- **Directions**:
Present the following data again exactly as it is shown.

Collected data:
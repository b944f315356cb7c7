//! Open Cluster Management CRD Definitions
//!
//! Typed views of the OCM custom resources surfaced by the dashboard.
//! The dashboard never writes these objects; the types exist so that the
//! read-only handlers can decode listed items and so that collection
//! coordinates (group, version, plural) come from one place.

pub mod condition;
pub mod labels;
pub mod managed_cluster;
pub mod managed_cluster_set;
pub mod placement;
pub mod placement_decision;
pub mod addon;
pub mod manifest_work;

pub use condition::*;
pub use labels::*;
pub use managed_cluster::*;
pub use managed_cluster_set::*;
pub use placement::*;
pub use placement_decision::*;
pub use addon::*;
pub use manifest_work::*;
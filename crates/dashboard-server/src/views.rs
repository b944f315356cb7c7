//! REST view builders
//!
//! Pure functions from typed OCM resources to the UI models. Handlers do the
//! listing; everything here is synchronous and side-effect free.

use crate::models::{AddonStatus, AddonView, ClusterSetView, ConditionRecord, ManifestWorkView, PlacementView};
use crds::{
    CLUSTER_SET_LABEL, Condition, ManagedCluster, ManagedClusterAddOn, ManagedClusterSet, ManifestWork,
    PLACEMENT_LABEL, Placement, PlacementDecision, SelectorType, find_condition,
};
use std::collections::{BTreeMap, HashSet};

pub const ADDON_AVAILABLE_CONDITION: &str = "Available";
pub const WORK_APPLIED_CONDITION: &str = "Applied";
pub const WORK_AVAILABLE_CONDITION: &str = "Available";

fn records(conditions: &[Condition]) -> Vec<ConditionRecord> {
    conditions.iter().map(ConditionRecord::from).collect()
}

fn is_condition_true(conditions: &[Condition], type_: &str) -> bool {
    find_condition(conditions, type_).is_some_and(Condition::is_true)
}

fn labels_of(cluster: &ManagedCluster) -> Option<&BTreeMap<String, String>> {
    cluster.metadata.labels.as_ref()
}

/// Whether `cluster` belongs to `set`.
///
/// `ExclusiveClusterSetLabel` sets own the clusters labelled with their name;
/// `LabelSelector` sets own every cluster carrying all of `matchLabels` (an
/// empty selector matches everything).
pub fn is_member(set: &ManagedClusterSet, cluster: &ManagedCluster) -> bool {
    let selector = &set.spec.cluster_selector;
    match selector.selector_type {
        SelectorType::ExclusiveClusterSetLabel => {
            let Some(set_name) = set.metadata.name.as_deref() else {
                return false;
            };
            labels_of(cluster)
                .and_then(|labels| labels.get(CLUSTER_SET_LABEL))
                .is_some_and(|value| value == set_name)
        }
        SelectorType::LabelSelector => {
            let required = selector
                .label_selector
                .as_ref()
                .and_then(|s| s.match_labels.as_ref());
            match required {
                None => true,
                Some(required) => required.iter().all(|(key, value)| {
                    labels_of(cluster)
                        .and_then(|labels| labels.get(key))
                        .is_some_and(|actual| actual == value)
                }),
            }
        }
    }
}

pub fn cluster_set_view(set: &ManagedClusterSet, clusters: &[ManagedCluster]) -> ClusterSetView {
    ClusterSetView {
        name: set.metadata.name.clone().unwrap_or_default(),
        selector_type: set.spec.cluster_selector.selector_type.as_str().to_string(),
        cluster_count: clusters.iter().filter(|c| is_member(set, c)).count(),
        conditions: set
            .status
            .as_ref()
            .map(|s| records(&s.conditions))
            .unwrap_or_default(),
    }
}

/// Builds the placement view from the decisions of the placement's namespace.
///
/// Decisions are matched through the placement label; a cluster named by
/// several decisions is listed once, in first-seen order.
pub fn placement_view(placement: &Placement, decisions: &[PlacementDecision]) -> PlacementView {
    let name = placement.metadata.name.clone().unwrap_or_default();
    let namespace = placement.metadata.namespace.clone().unwrap_or_default();

    let mut seen = HashSet::new();
    let selected_clusters = decisions
        .iter()
        .filter(|d| d.metadata.namespace.as_deref().unwrap_or_default() == namespace)
        .filter(|d| {
            d.metadata
                .labels
                .as_ref()
                .and_then(|labels| labels.get(PLACEMENT_LABEL))
                .is_some_and(|value| *value == name)
        })
        .flat_map(|d| d.cluster_names())
        .filter(|cluster| !cluster.is_empty() && seen.insert(*cluster))
        .map(str::to_string)
        .collect();

    PlacementView {
        cluster_sets: placement.spec.cluster_sets.clone(),
        number_of_clusters: placement.spec.number_of_clusters,
        selected_clusters,
        conditions: placement
            .status
            .as_ref()
            .map(|s| records(&s.conditions))
            .unwrap_or_default(),
        name,
        namespace,
    }
}

pub fn addon_view(addon: &ManagedClusterAddOn) -> AddonView {
    let conditions = addon
        .status
        .as_ref()
        .map(|s| s.conditions.as_slice())
        .unwrap_or_default();
    let status = match find_condition(conditions, ADDON_AVAILABLE_CONDITION) {
        Some(c) if c.is_true() => AddonStatus::Available,
        Some(_) => AddonStatus::Unavailable,
        None => AddonStatus::Unknown,
    };
    AddonView {
        name: addon.metadata.name.clone().unwrap_or_default(),
        namespace: addon.metadata.namespace.clone().unwrap_or_default(),
        install_namespace: addon.spec.install_namespace.clone().filter(|ns| !ns.is_empty()),
        status,
        conditions: records(conditions),
    }
}

pub fn manifest_work_view(work: &ManifestWork) -> ManifestWorkView {
    let conditions = work
        .status
        .as_ref()
        .map(|s| s.conditions.as_slice())
        .unwrap_or_default();
    ManifestWorkView {
        name: work.metadata.name.clone().unwrap_or_default(),
        namespace: work.metadata.namespace.clone().unwrap_or_default(),
        manifest_count: work.spec.workload.manifests.len(),
        applied: is_condition_true(conditions, WORK_APPLIED_CONDITION),
        available: is_condition_true(conditions, WORK_AVAILABLE_CONDITION),
        conditions: records(conditions),
    }
}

- **Response**:
repository b944f315356cb7c7
//! Open Cluster Management CRD Definitions
//!
//! Typed views of the OCM custom resources surfaced by the dashboard.
//! The dashboard never writes these objects; the types exist so that the
//! read-only handlers can decode listed items and so that collection
//! coordinates (group, version, plural) come from one place.

pub mod condition;
pub mod labels;
pub mod managed_cluster;
pub mod managed_cluster_set;
pub mod placement;
pub mod placement_decision;
pub mod addon;
pub mod manifest_work;

pub use condition::*;
pub use labels::*;
pub use managed_cluster::*;
pub use managed_cluster_set::*;
pub use placement::*;
pub use placement_decision::*;
pub use addon::*;
pub use manifest_work::*;
filename crates/dashboard-server/src/views.rs
repository b944f315356cb7c7
//! REST view builders
//!
//! Pure functions from typed OCM resources to the UI models. Handlers do the
//! listing; everything here is synchronous and side-effect free.

use crate::models::{AddonStatus, AddonView, ClusterSetView, ConditionRecord, ManifestWorkView, PlacementView};
use crds::{
    CLUSTER_SET_LABEL, Condition, ManagedCluster, ManagedClusterAddOn, ManagedClusterSet, ManifestWork,
    PLACEMENT_LABEL, Placement, PlacementDecision, SelectorType, find_condition,
};
use std::collections::{BTreeMap, HashSet};

pub const ADDON_AVAILABLE_CONDITION: &str = "Available";
pub const WORK_APPLIED_CONDITION: &str = "Applied";
pub const WORK_AVAILABLE_CONDITION: &str = "Available";

fn records(conditions: &[Condition]) -> Vec<ConditionRecord> {
    conditions.iter().map(ConditionRecord::from).collect()
}

fn is_condition_true(conditions: &[Condition], type_: &str) -> bool {
    find_condition(conditions, type_).is_some_and(Condition::is_true)
}

fn labels_of(cluster: &ManagedCluster) -> Option<&BTreeMap<String, String>> {
    cluster.metadata.labels.as_ref()
}

/// Whether `cluster` belongs to `set`.
///
/// `ExclusiveClusterSetLabel` sets own the clusters labelled with their name;
/// `LabelSelector` sets own every cluster carrying all of `matchLabels` (an
/// empty selector matches everything).
pub fn is_member(set: &ManagedClusterSet, cluster: &ManagedCluster) -> bool {
    let selector = &set.spec.cluster_selector;
    match selector.selector_type {
        SelectorType::ExclusiveClusterSetLabel => {
            let Some(set_name) = set.metadata.name.as_deref() else {
                return false;
            };
            labels_of(cluster)
                .and_then(|labels| labels.get(CLUSTER_SET_LABEL))
                .is_some_and(|value| value == set_name)
        }
        SelectorType::LabelSelector => {
            let required = selector
                .label_selector
                .as_ref()
                .and_then(|s| s.match_labels.as_ref());
            match required {
                None => true,
                Some(required) => required.iter().all(|(key, value)| {
                    labels_of(cluster)
                        .and_then(|labels| labels.get(key))
                        .is_some_and(|actual| actual == value)
                }),
            }
        }
    }
}

pub fn cluster_set_view(set: &ManagedClusterSet, clusters: &[ManagedCluster]) -> ClusterSetView {
    ClusterSetView {
        name: set.metadata.name.clone().unwrap_or_default(),
        selector_type: set.spec.cluster_selector.selector_type.as_str().to_string(),
        cluster_count: clusters.iter().filter(|c| is_member(set, c)).count(),
        conditions: set
            .status
            .as_ref()
            .map(|s| records(&s.conditions))
            .unwrap_or_default(),
    }
}

/// Builds the placement view from the decisions of the placement's namespace.
///
/// Decisions are matched through the placement label; a cluster named by
/// several decisions is listed once, in first-seen order.
pub fn placement_view(placement: &Placement, decisions: &[PlacementDecision]) -> PlacementView {
    let name = placement.metadata.name.clone().unwrap_or_default();
    let namespace = placement.metadata.namespace.clone().unwrap_or_default();

    let mut seen = HashSet::new();
    let selected_clusters = decisions
        .iter()
        .filter(|d| d.metadata.namespace.as_deref().unwrap_or_default() == namespace)
        .filter(|d| {
            d.metadata
                .labels
                .as_ref()
                .and_then(|labels| labels.get(PLACEMENT_LABEL))
                .is_some_and(|value| *value == name)
        })
        .flat_map(|d| d.cluster_names())
        .filter(|cluster| !cluster.is_empty() && seen.insert(*cluster))
        .map(str::to_string)
        .collect();

    PlacementView {
        cluster_sets: placement.spec.cluster_sets.clone(),
        number_of_clusters: placement.spec.number_of_clusters,
        selected_clusters,
        conditions: placement
            .status
            .as_ref()
            .map(|s| records(&s.conditions))
            .unwrap_or_default(),
        name,
        namespace,
    }
}

pub fn addon_view(addon: &ManagedClusterAddOn) -> AddonView {
    let conditions = addon
        .status
        .as_ref()
        .map(|s| s.conditions.as_slice())
        .unwrap_or_default();
    let status = match find_condition(conditions, ADDON_AVAILABLE_CONDITION) {
        Some(c) if c.is_true() => AddonStatus::Available,
        Some(_) => AddonStatus::Unavailable,
        None => AddonStatus::Unknown,
    };
    AddonView {
        name: addon.metadata.name.clone().unwrap_or_default(),
        namespace: addon.metadata.namespace.clone().unwrap_or_default(),
        install_namespace: addon.spec.install_namespace.clone().filter(|ns| !ns.is_empty()),
        status,
        conditions: records(conditions),
    }
}

pub fn manifest_work_view(work: &ManifestWork) -> ManifestWorkView {
    let conditions = work
        .status
        .as_ref()
        .map(|s| s.conditions.as_slice())
        .unwrap_or_default();
    ManifestWorkView {
        name: work.metadata.name.clone().unwrap_or_default(),
        namespace: work.metadata.namespace.clone().unwrap_or_default(),
        manifest_count: work.spec.workload.manifests.len(),
        applied: is_condition_true(conditions, WORK_APPLIED_CONDITION),
        available: is_condition_true(conditions, WORK_AVAILABLE_CONDITION),
        conditions: records(conditions),
    }
}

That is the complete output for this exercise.